Required action: Go through the data below and gather each line containing "Option".

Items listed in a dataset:
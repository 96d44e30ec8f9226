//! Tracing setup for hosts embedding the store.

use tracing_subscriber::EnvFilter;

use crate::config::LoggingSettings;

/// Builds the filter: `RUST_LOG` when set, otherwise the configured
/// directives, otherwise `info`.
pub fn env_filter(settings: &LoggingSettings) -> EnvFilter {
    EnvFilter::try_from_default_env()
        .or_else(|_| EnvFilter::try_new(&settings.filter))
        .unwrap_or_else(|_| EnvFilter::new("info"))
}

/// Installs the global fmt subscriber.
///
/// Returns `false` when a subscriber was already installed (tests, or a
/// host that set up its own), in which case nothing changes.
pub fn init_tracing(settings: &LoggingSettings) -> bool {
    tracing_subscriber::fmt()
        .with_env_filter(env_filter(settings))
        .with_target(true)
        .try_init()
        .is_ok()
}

--

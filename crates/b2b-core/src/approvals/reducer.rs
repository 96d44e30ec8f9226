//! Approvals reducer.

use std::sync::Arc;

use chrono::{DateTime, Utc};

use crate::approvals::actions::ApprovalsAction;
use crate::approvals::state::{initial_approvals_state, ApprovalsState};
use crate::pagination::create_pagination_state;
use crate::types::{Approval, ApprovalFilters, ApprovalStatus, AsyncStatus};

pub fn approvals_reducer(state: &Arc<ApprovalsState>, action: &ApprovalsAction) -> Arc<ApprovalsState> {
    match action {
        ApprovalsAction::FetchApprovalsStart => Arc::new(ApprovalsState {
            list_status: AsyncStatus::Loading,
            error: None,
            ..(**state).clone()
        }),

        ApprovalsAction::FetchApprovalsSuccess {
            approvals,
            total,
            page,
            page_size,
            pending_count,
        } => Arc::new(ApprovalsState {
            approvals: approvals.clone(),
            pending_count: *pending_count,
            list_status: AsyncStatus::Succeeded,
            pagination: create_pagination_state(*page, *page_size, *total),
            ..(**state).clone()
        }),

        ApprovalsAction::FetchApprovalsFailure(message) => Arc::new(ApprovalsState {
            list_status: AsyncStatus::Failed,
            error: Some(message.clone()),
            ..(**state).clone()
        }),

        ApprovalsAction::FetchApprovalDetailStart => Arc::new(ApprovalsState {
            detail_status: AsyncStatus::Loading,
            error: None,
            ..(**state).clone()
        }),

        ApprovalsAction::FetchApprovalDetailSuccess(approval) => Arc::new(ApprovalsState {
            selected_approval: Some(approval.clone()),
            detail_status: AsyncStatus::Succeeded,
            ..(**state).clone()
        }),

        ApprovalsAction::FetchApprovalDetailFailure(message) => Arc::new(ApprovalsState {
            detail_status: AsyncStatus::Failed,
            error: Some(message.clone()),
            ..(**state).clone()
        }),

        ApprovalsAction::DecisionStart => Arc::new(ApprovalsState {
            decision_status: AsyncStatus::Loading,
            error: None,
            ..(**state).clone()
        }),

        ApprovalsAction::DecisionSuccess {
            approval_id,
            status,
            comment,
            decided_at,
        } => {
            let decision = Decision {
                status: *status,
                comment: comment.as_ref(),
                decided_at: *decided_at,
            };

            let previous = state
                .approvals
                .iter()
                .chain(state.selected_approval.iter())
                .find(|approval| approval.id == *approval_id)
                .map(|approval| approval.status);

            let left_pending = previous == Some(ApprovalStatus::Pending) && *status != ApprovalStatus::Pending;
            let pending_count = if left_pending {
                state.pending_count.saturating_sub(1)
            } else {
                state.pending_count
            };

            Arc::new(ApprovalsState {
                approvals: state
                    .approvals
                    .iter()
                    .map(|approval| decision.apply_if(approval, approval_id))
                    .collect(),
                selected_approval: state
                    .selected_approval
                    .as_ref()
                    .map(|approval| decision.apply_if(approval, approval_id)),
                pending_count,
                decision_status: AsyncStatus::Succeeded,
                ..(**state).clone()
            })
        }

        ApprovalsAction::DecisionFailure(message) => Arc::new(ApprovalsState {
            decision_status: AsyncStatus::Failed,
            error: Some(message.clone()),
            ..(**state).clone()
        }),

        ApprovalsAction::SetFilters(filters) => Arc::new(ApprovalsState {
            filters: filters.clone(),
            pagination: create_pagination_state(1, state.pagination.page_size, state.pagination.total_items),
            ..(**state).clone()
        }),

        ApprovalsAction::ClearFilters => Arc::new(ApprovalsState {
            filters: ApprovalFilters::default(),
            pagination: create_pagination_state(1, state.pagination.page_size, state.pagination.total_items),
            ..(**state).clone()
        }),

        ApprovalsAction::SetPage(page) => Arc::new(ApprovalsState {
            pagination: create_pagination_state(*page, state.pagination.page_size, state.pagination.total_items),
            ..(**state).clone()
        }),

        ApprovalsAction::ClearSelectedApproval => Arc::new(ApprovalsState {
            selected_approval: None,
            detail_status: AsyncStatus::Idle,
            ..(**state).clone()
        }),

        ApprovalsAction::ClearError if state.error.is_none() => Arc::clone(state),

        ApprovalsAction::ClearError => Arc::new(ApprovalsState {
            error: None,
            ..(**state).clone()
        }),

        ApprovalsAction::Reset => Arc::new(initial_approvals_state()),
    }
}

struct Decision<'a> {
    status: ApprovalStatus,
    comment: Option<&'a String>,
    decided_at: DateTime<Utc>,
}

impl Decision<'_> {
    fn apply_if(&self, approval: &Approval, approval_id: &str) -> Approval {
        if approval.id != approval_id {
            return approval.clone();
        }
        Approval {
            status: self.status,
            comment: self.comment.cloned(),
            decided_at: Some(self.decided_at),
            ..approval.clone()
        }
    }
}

--

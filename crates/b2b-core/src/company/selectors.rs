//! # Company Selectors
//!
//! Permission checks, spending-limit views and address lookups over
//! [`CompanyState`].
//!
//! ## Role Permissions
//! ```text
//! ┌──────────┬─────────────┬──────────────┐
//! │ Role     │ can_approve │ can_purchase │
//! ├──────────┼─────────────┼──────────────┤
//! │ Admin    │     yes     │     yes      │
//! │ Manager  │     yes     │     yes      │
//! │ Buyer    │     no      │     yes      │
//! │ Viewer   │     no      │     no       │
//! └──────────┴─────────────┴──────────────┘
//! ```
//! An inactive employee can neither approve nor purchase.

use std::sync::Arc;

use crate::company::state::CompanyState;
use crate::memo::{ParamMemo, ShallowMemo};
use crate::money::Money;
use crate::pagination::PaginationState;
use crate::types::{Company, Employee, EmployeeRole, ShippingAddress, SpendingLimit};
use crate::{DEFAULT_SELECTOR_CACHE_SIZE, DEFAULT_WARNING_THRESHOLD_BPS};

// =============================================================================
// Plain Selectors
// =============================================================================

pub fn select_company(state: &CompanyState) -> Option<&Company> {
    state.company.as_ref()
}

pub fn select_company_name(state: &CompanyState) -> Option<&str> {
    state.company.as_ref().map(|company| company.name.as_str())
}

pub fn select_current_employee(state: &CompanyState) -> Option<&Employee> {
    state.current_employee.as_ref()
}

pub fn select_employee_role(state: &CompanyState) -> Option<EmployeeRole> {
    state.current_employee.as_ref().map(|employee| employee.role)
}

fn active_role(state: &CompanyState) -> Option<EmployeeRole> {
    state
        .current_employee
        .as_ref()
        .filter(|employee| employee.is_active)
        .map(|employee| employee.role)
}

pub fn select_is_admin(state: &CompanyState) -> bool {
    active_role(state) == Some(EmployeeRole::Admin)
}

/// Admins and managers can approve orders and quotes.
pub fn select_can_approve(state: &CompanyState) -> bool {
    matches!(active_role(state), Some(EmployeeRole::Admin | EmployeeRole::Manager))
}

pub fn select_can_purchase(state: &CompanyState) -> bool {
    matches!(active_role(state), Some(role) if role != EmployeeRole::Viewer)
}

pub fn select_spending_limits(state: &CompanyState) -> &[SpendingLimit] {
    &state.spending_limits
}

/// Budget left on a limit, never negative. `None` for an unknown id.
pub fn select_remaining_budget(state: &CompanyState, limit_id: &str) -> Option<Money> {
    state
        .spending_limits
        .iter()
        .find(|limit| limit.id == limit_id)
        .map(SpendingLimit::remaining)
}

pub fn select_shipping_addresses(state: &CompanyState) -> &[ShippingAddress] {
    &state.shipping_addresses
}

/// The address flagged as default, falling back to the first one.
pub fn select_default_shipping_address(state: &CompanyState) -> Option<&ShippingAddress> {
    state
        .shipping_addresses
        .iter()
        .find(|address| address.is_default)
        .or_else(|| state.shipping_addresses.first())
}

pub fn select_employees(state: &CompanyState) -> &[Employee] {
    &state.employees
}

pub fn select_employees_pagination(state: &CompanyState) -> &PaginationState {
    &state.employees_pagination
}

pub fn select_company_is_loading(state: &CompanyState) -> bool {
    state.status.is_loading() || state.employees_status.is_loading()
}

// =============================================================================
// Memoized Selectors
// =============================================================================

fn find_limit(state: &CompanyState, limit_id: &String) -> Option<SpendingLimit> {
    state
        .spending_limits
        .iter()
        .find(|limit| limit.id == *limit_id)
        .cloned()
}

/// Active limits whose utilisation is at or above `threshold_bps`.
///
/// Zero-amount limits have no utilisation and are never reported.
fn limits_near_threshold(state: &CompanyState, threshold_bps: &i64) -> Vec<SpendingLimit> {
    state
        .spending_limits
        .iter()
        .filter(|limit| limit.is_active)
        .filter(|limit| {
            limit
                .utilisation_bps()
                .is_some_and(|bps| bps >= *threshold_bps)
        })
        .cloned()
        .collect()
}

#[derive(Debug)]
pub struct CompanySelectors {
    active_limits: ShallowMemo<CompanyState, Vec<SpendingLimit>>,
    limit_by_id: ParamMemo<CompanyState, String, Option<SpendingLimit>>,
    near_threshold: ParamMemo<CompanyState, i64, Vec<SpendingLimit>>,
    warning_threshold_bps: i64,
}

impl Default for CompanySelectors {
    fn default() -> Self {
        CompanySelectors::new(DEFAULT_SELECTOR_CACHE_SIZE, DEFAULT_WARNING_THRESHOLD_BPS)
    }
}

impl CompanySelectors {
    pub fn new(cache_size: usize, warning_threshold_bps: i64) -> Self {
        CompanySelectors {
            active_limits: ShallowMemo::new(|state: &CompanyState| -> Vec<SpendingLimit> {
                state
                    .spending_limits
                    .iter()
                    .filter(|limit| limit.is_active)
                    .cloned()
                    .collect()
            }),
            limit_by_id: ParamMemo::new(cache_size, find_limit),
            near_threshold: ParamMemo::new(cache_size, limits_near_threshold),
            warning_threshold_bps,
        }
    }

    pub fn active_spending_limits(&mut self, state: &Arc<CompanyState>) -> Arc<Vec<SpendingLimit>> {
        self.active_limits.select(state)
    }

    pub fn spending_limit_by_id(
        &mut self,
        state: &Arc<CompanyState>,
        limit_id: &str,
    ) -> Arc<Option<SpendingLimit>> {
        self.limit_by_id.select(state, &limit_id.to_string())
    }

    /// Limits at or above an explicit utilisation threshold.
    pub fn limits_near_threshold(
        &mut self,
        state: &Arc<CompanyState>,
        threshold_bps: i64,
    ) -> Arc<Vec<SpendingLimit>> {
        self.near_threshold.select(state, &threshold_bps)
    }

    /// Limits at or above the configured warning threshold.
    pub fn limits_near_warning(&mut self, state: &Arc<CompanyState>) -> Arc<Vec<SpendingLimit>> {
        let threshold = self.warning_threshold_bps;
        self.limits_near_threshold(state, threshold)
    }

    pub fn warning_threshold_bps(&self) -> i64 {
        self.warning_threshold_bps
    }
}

Expected answer:
    comment: Option<&'a String>,
pub fn select_company(state: &CompanyState) -> Option<&Company> {
pub fn select_company_name(state: &CompanyState) -> Option<&str> {
pub fn select_current_employee(state: &CompanyState) -> Option<&Employee> {
pub fn select_employee_role(state: &CompanyState) -> Option<EmployeeRole> {
fn active_role(state: &CompanyState) -> Option<EmployeeRole> {
pub fn select_remaining_budget(state: &CompanyState, limit_id: &str) -> Option<Money> {
pub fn select_default_shipping_address(state: &CompanyState) -> Option<&ShippingAddress> {
fn find_limit(state: &CompanyState, limit_id: &String) -> Option<SpendingLimit> {
    limit_by_id: ParamMemo<CompanyState, String, Option<SpendingLimit>>,
    ) -> Arc<Option<SpendingLimit>> {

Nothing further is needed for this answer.